4) Reeskont ve karşılık düzenlemelerinin rezervleri aşağı çekici etkisi de olacaktır. Özellikle reeskont geri ödemeleri TCMB döviz rezervini artıran önemli bir kaynak. Rezervler 2016’da bu yolla 15 milyar dolar artmıştı. 2017 ilk 10 ayında ise 14.8 milyar daha geldi. Son düzenleme ile TCMB, rezervinde aylık 1 milyar doların üzerinde bir kaybı göze aldı.

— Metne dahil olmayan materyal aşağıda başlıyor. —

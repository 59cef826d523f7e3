//! Compact serialization: encrypt and decrypt five-segment tokens.

use serde_json::Value;

use crate::algorithms::{ContentEncryption, KeyManagement, CEK};
use crate::base64;
use crate::compression::Compression;
use crate::error::*;
use crate::header::{self, HeaderMap, Validator};
use crate::key::Key;

pub(crate) const MAX_HEADER_LENGTH: usize = 8192;

/// Options for compact encryption.
#[derive(Clone, Debug, Default)]
pub struct EncryptOptions {
    /// Key management algorithm (default `RSA-OAEP`).
    pub key_management: KeyManagement,
    /// Content encryption algorithm (default `A128GCM`).
    pub content_encryption: ContentEncryption,
    /// Extra protected header parameters, merged after `alg` and `enc`.
    /// Set `"zip": "DEF"` here to compress the payload.
    pub extra_headers: HeaderMap,
}

pub(crate) fn encrypt(
    validator: &Validator,
    payload: &[u8],
    key: &Key,
    options: &EncryptOptions,
) -> Result<String, Error> {
    let alg = options.key_management;
    let enc = options.content_encryption;
    let mut header = header::build(alg, enc, &options.extra_headers);
    validator.check(&header, key)?;

    let payload = match compression_for(&header)? {
        Some(compression) => compression.compress(payload)?,
        None => payload.to_vec(),
    };

    let cek = if alg.is_direct() {
        CEK::new(key.secret()?.to_vec())
    } else {
        CEK::new(enc.generate_cek())
    };
    let wrapped = alg.wrap(key, cek.as_bytes())?;
    if let Some(parameters) = wrapped.header_parameters {
        header.insert("iv".to_string(), Value::String(parameters.iv));
        header.insert("tag".to_string(), Value::String(parameters.tag));
    }

    let header_b64 = base64::encode(serde_json::to_string(&header)?)?;
    let iv = enc.generate_iv();
    // The encoded protected header doubles as the additional authenticated
    // data (RFC 7516 section 5.1 step 14).
    let (ciphertext, tag) = enc.encrypt(cek.as_bytes(), &iv, header_b64.as_bytes(), &payload)?;

    Ok(format!(
        "{}.{}.{}.{}.{}",
        header_b64,
        base64::encode(&wrapped.encrypted_key)?,
        base64::encode(&iv)?,
        base64::encode(&ciphertext)?,
        base64::encode(&tag)?
    ))
}

pub(crate) fn decrypt(validator: &Validator, token: &str, key: &Key) -> Result<Vec<u8>, Error> {
    let parts: Vec<&str> = token.split('.').collect();
    ensure!(parts.len() == 5, JWEError::InvalidCompactFormat);
    ensure!(parts[0].len() <= MAX_HEADER_LENGTH, JWEError::HeaderTooLarge);

    let header: HeaderMap =
        serde_json::from_slice(&base64::decode(parts[0])?).map_err(|_| JWEError::InvalidHeader)?;
    validator.check(&header, key)?;
    let alg = KeyManagement::from_alg_name(
        header.get("alg").and_then(Value::as_str).unwrap_or(""),
    )?;
    let enc = ContentEncryption::from_alg_name(
        header.get("enc").and_then(Value::as_str).unwrap_or(""),
    )?;

    let encrypted_key = base64::decode(parts[1])?;
    let iv = base64::decode(parts[2])?;
    let ciphertext = base64::decode(parts[3])?;
    let tag = base64::decode(parts[4])?;

    let cek = CEK::new(alg.unwrap(key, &encrypted_key, &header)?);
    let payload = enc.decrypt(cek.as_bytes(), &iv, parts[0].as_bytes(), &ciphertext, &tag)?;

    match compression_for(&header)? {
        Some(compression) => compression.decompress(&payload),
        None => Ok(payload),
    }
}

/// Resolve the `zip` header. Absent or empty means no compression.
pub(crate) fn compression_for(header: &HeaderMap) -> Result<Option<Compression>, Error> {
    match header.get("zip") {
        None => Ok(None),
        Some(Value::String(name)) if name.is_empty() => Ok(None),
        Some(Value::String(name)) => Ok(Some(Compression::from_zip_name(name)?)),
        Some(_) => bail!(JWEError::InvalidCompression(String::new())),
    }
}

#[cfg(test)]
mod tests {
    use super::*;

    #[test]
    fn wrong_segment_count_rejected() {
        let validator = Validator::new();
        let key = Key::from_secret(vec![0u8; 16]);
        let options = EncryptOptions {
            key_management: KeyManagement::Dir,
            content_encryption: ContentEncryption::A128Gcm,
            ..Default::default()
        };
        let token = encrypt(&validator, b"payload", &key, &options).unwrap();
        assert_eq!(token.split('.').count(), 5);

        let four = token.rsplitn(2, '.').nth(1).unwrap();
        assert!(decrypt(&validator, four, &key).is_err());
        let six = format!("{}.extra", token);
        assert!(decrypt(&validator, &six, &key).is_err());
    }

    #[test]
    fn oversized_header_rejected() {
        let validator = Validator::new();
        let key = Key::from_secret(vec![0u8; 16]);
        let huge = "A".repeat(MAX_HEADER_LENGTH + 1);
        let token = format!("{}....", huge);
        assert!(decrypt(&validator, &token, &key).is_err());
    }

    #[test]
    fn garbage_header_rejected() {
        let validator = Validator::new();
        let key = Key::from_secret(vec![0u8; 16]);
        let header = crate::base64::encode(b"not json").unwrap();
        let token = format!("{}....", header);
        assert!(decrypt(&validator, &token, &key).is_err());
    }
}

5) Önceki yıllarda güçlü noktamız olan maliye politikasında bu yıl gevşeme var. Buna bağlı Hazine borçlanması arttı.
Listeyi uzatmak mümkün. Bu sorunları yabancı da görüyor. Bu nedenle TL son bir yılda en çok kaybeden gelişmekte olan piyasa parası oldu.
Değer kaybeden başka paralar da var ama kayıpları daha az. Eğer yeni bir iç ve dış şok olmazsa ABD’den bugün gelecek olumlu haberlere bağlı olarak kurda bir gevşeme olabilir.
Faizin arttığı dönem
Yükselen faiz ve zayıflayan TL’yi fırsat gören kısa vadeli yatırımcı Türk varlıklarına girebilir. Ama yeni şoklara karşılıklı hazırlıklı olmalıyız.
Çünkü küresel ekonomi gelecek 5 yıl boyunca geçmiş 5 yıldan farklı olacak.
Merkez bankalarının para pompaladığı, faizlerin ultra düşük seyrettiği, borçlanmanın ucuz ve kolay olduğu bir dönemden paraların çekilmeye ve faizlerin artmaya başladığı bir döneme giriyoruz.